M21388 Introduction to Analogue Circuits Coursework2 Overview of the Coursework 2 for Teaching Block 2 Coursework 2 described in this document is divided into two sections

Electrical Engineering

M21388 Introduction to Analogue Circuits
Coursework2

Overview of the Coursework 2 for Teaching Block 2
Coursework 2 described in this document is divided into two sections. The first section (Section 1 - Investigation of operational amplifier circuits) has four simulation experiments involving operational amplifiers, designed to reinforce the theory covered during the lectures. The second section (Section 2 - Project to design an MP3 headphone amplifier) is a project in which you will be required to design a circuit to meet a given specification and requirements.
Assessment
Section 1 (Investigation of operational amplifier circuits)
Section 1 is assessed on a pass/fail basis in which marks are deducted from that obtained in the main project (Section 2 described below) for failure to complete the four simulation experiments. 10% will be deducted from the main project mark for each experiment that has not been achieved.
Section 2 (Project to design an MP3 headphone amplifier)
Details of the assessment and marking scheme are presented below. The mark you attain in your project is subject to a penalty of up to 40% if you fail to complete the Section 1 activities (as stated above).
Examples of how the assessment rules are applied
Peter completed all experiments of Section 1 satisfactorily.

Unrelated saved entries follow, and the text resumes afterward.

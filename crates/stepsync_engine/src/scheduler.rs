//! Background scheduler: one task per open document.
//!
//! The task runs a cycle right away (initial load), then on every timer
//! tick, and after a debounced burst of local edits. Wakes go through a
//! capacity-1 channel so any number of edits collapse into one pending
//! wake. A burst never delays its cycle by more than one sync interval.

use crate::error::{SyncError, SyncResult};
use crate::state::SyncEngine;
use crate::transport::SyncTransport;
use std::sync::Arc;
use stepsync_protocol::{Step, StepTransform};
use tokio::sync::{mpsc, watch};
use tokio::task::JoinHandle;
use tokio::time::{interval, sleep, Instant, MissedTickBehavior};
use tracing::{debug, info, info_span, warn, Instrument};

/// Drives a [`SyncEngine`] from a background task.
pub struct SyncScheduler<T: StepTransform, X: SyncTransport> {
    engine: Arc<SyncEngine<T, X>>,
    wake_rx: mpsc::Receiver<()>,
    shutdown_rx: watch::Receiver<bool>,
    failures: u32,
    backoff_until: Option<Instant>,
}

/// Handle to a running scheduler.
///
/// Dropping the handle stops the scheduler after its current cycle.
pub struct SyncHandle<T: StepTransform, X: SyncTransport> {
    engine: Arc<SyncEngine<T, X>>,
    wake_tx: mpsc::Sender<()>,
    shutdown_tx: watch::Sender<bool>,
    task: JoinHandle<()>,
}

impl<T, X> SyncScheduler<T, X>
where
    T: StepTransform + 'static,
    X: SyncTransport + 'static,
{
    /// Starts the background task on the current tokio runtime.
    pub fn spawn(engine: Arc<SyncEngine<T, X>>) -> SyncHandle<T, X> {
        let (wake_tx, wake_rx) = mpsc::channel(1);
        let (shutdown_tx, shutdown_rx) = watch::channel(false);

        let scheduler = Self {
            engine: Arc::clone(&engine),
            wake_rx,
            shutdown_rx,
            failures: 0,
            backoff_until: None,
        };
        let task = tokio::spawn(scheduler.run());

        SyncHandle {
            engine,
            wake_tx,
            shutdown_tx,
            task,
        }
    }

    async fn run(mut self) {
        let span = info_span!(
            "sync_scheduler",
            doc = %self.engine.doc_id(),
            session = %self.engine.session_id()
        );
        async move {
            info!("starting sync scheduler");
            let mut ticker = interval(self.engine.config().sync_interval);
            ticker.set_missed_tick_behavior(MissedTickBehavior::Delay);

            loop {
                // The first tick completes immediately and performs the initial load.
                let keep_going = tokio::select! {
                    biased;

                    _ = self.shutdown_rx.changed() => false,

                    _ = ticker.tick() => self.cycle().await,

                    Some(()) = self.wake_rx.recv() => {
                        self.debounce().await && self.cycle().await
                    }
                };
                if !keep_going {
                    break;
                }
            }
            info!("sync scheduler stopped");
        }
        .instrument(span)
        .await
    }

    /// Waits until no edit has arrived for the debounce window, or until a
    /// full sync interval has passed since the first wake, whichever comes
    /// first. A steady stream of edits still syncs once per interval.
    ///
    /// Returns false on shutdown.
    async fn debounce(&mut self) -> bool {
        let quiet = self.engine.config().debounce;
        let deadline = sleep(self.engine.config().sync_interval);
        tokio::pin!(deadline);
        loop {
            tokio::select! {
                biased;

                _ = self.shutdown_rx.changed() => return false,

                _ = &mut deadline => {
                    debug!("edits kept arriving, syncing without a quiet window");
                    return true;
                }

                Some(()) = self.wake_rx.recv() => continue,

                _ = sleep(quiet) => return true,
            }
        }
    }

    /// Runs one cycle. Returns false once the engine is closed.
    async fn cycle(&mut self) -> bool {
        if let Some(until) = self.backoff_until {
            if Instant::now() < until {
                debug!("backing off, skipping cycle");
                return true;
            }
        }

        match self.engine.sync_cycle().await {
            Ok(_) => {
                self.failures = 0;
                self.backoff_until = None;
                true
            }
            Err(SyncError::Closed) => false,
            Err(SyncError::CycleInProgress) => {
                debug!("cycle already in flight");
                true
            }
            Err(e) => {
                self.failures = self.failures.saturating_add(1);
                let delay = self.engine.config().backoff.delay_for_failures(self.failures);
                self.backoff_until = Some(Instant::now() + delay);
                warn!(error = %e, failures = self.failures, ?delay, "sync cycle failed");
                true
            }
        }
    }
}

impl<T: StepTransform, X: SyncTransport> SyncHandle<T, X> {
    /// The engine being driven.
    pub fn engine(&self) -> &Arc<SyncEngine<T, X>> {
        &self.engine
    }

    /// Requests a debounced cycle. Wakes coalesce.
    pub fn notify(&self) {
        // A full channel already holds a pending wake.
        let _ = self.wake_tx.try_send(());
    }

    /// Applies a local edit and schedules a debounced cycle.
    pub fn edit(&self, step: Step) -> SyncResult<()> {
        self.engine.local_edit(step)?;
        self.notify();
        Ok(())
    }

    /// Closes the session and waits for the background task to stop.
    ///
    /// A network call already in flight runs to completion (bounded by the
    /// request timeout) and its result is discarded.
    pub async fn shutdown(self) {
        self.engine.close();
        let _ = self.shutdown_tx.send(true);
        if let Err(e) = self.task.await {
            warn!(error = %e, "sync scheduler task failed");
        }
    }
}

He then obtained 60% in the Section 2 project. Because he had no penalties applied from Section 1, he retained the 60% from Section 2, so 60 marks were awarded.
Susan did not satisfactorily complete two of the four experiments in Section 1. Consequently, a penalty of 20% in Section 2 was applied. The mark for Section 2 was 56%. Her 56% project mark was reduced by 20% (subtractive penalty) to 36%, so 36 marks were awarded.
A report covering all work including circuit design, theoretical calculation (prediction), simulation analysis and evaluation should be submitted before the deadline. All source files (.asc files) ready for simulation should be submitted together with the report. The marks and the feedback on the report will be given within 20 working days after submission. Please be warned that the plagiarism detection software will be used on your submission.
Working practices
You should work individually and complete the coursework independently. Although the Multisim simulation software can be used for the coursework, the LTspice simulator is strongly recommended because this simulator is free and is therefore not restricted by license issues. LTspice has been selected as the main tool to be used throughout the module, and it will be used in other modules too.
You are encouraged to seek advice and obtain feedback on what you have already done at any, and preferably on several occasions.
Section 1 – Investigation of Operational Amplifier Circuits
Experiment 1: Inverting Amplifier
The purpose of this experiment is to build and investigate one of the two most common operational amplifier circuits. You should be able to reconcile and reinforce what you are learning in lectures.
The pin configuration of the operational amplifier is shown in Fig. 1 and its pin functions are shown in Table 1.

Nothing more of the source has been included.